On San Miguel Island, upper Paleocene starved-basin mudstones were deposited on Maestrichtian middle submarine fan sandstones. Lying conformably on the Paleocene deposits is a lower Eocene sequence of starved-basin to fan-fringe mudstones and Poway rhyolite-bearing, middle submarine-fan depositional lobes of conglomerate. These facies are in turn overlain by an upper lower Eocene through lower middle Eocene retrogradational sequence of shale-filled channels, levees, fan-fringe, and starved-basin deposits. The remainder of the middle Eocene strata are braided, middle submarine-fan sandstones and mudstones.
Paleogene sedimentation on Santa Cruz Island began in the late Paleocene and continued uninterrupted through the entire Eocene Epoch. Upper Paleocene strata are composed of detritus washed from paralic environments to the east-northeast. These inner shelf deposits form a sequence of sublittoral sheet sandstones which coarsen upward into an interval of Poway rhyolite-bearing channelized conglomerate. Lower Eocene outer shelf mudstones overlie the conglomerate and the remainder of the depositional facies record sedimentation under progressively deepening marine conditions. These environments include passive slope, fan-fringe, and inner submarine-fan channels containing Poway rhyolite-bearing conglomerate.

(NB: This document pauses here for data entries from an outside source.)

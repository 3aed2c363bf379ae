//! 전송 포트.
//!
//! 구현: `chatlink-network` crate (`SseTransport`, `HttpChunkedTransport`).
//!
//! 전송 계층의 자체 재시도는 신뢰하지 않는다. 전송은 열기/닫기와 원시 이벤트
//! 전달만 담당하고, 재연결 판단은 `ConnectionManager` 상태 머신이 한다.

use tokio::sync::mpsc;
use url::Url;

use crate::error::CoreError;
use crate::models::connection::{ConnectionTag, TransportKind};

/// 전송에서 올라오는 원시 이벤트
#[derive(Debug, Clone, PartialEq, Eq)]
pub enum TransportEvent {
    /// 연결 수립
    Open,
    /// 이벤트 단위 전송의 레코드 데이터 (`data:` 필드 결합 결과)
    Message(String),
    /// 바이트 스트림 전송의 원시 청크 (레코드 경계와 무관)
    Chunk(Vec<u8>),
    /// keep-alive (주석 레코드, ping 이벤트)
    KeepAlive,
    /// 전송 에러
    Error(String),
    /// 스트림 정상 종료 (EOF)
    Closed,
}

/// 태그가 붙은 전송 이벤트
#[derive(Debug, Clone, PartialEq, Eq)]
pub struct TransportEnvelope {
    /// 이벤트를 발생시킨 전송 시도
    pub tag: ConnectionTag,
    /// 이벤트
    pub event: TransportEvent,
}

/// 전송 시도 하나에 묶인 이벤트 송신기.
///
/// 모든 이벤트에 열기 시점의 태그를 자동으로 붙인다.
#[derive(Debug, Clone)]
pub struct TransportEventSender {
    tag: ConnectionTag,
    tx: mpsc::UnboundedSender<TransportEnvelope>,
}

impl TransportEventSender {
    /// 새 송신기 생성
    pub fn new(tag: ConnectionTag, tx: mpsc::UnboundedSender<TransportEnvelope>) -> Self {
        Self { tag, tx }
    }

    /// 이 송신기의 태그
    pub fn tag(&self) -> ConnectionTag {
        self.tag
    }

    /// 이벤트 전송. 수신측이 사라졌으면 `false`.
    pub fn send(&self, event: TransportEvent) -> bool {
        self.tx
            .send(TransportEnvelope {
                tag: self.tag,
                event,
            })
            .is_ok()
    }

    /// 수신측이 닫혔는지
    pub fn is_closed(&self) -> bool {
        self.tx.is_closed()
    }
}

/// 네트워크 전송
///
/// 하나의 인스턴스가 여러 번 열리고 닫힐 수 있다. 동시에 열린 연결은 최대 하나.
pub trait Transport: Send {
    /// 전송 방식
    fn kind(&self) -> TransportKind;

    /// 연결 열기 (비동기 진행, 결과는 `events`로 전달)
    ///
    /// 이미 열린 연결이 있으면 먼저 닫는다.
    fn open(&mut self, url: &Url, events: TransportEventSender) -> Result<(), CoreError>;

    /// 연결 닫기. 진행 중인 작업을 중단하며 여러 번 호출해도 안전하다.
    fn close(&mut self);
}

/// 세션마다 새 전송 인스턴스를 만드는 팩토리
pub trait TransportFactory: Send + Sync {
    /// 새 전송 생성
    fn create(&self) -> Box<dyn Transport>;
}

impl<F> TransportFactory for F
where
    F: Fn() -> Box<dyn Transport> + Send + Sync,
{
    fn create(&self) -> Box<dyn Transport> {
        self()
    }
}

In San Diego, the Mount Soledad Formation is composed of six sedimentary facies: (1) paralic (upper estuarine), (2) deltaic, (3) alluvial fan and fluvial channels, (4) submarine canyon head, (5) inner fan channel, and (6) slope. Poway rhyolite clasts are found in facies 2 through 5.
Based primarily on lithostratigraphic correlations, deltaic facies of the Mount Soledad Formation are proximal equivalents to the sublittoral sand sheet facies on Santa Cruz Island. Alluvial fan, fluvial channel, submarine canyon head, and inner submarine-fan conglomerate portions of the Mount Soledad sequence are equivalent to lower Eocene middle submarine-fan conglomerates on San Miguel Island.
The Paleogene sequence of facies on San Miguel and Santa Cruz Islands are equated lithostratigraphically to equivalent facies of the Mount Soledad Formation. Comparison of the changes in depths of deposition of the vertical sequence of facies with Tertiary eustatic changes suggests that the succession of marine facies at all these localities developed synchronously in response to changes in global sea level.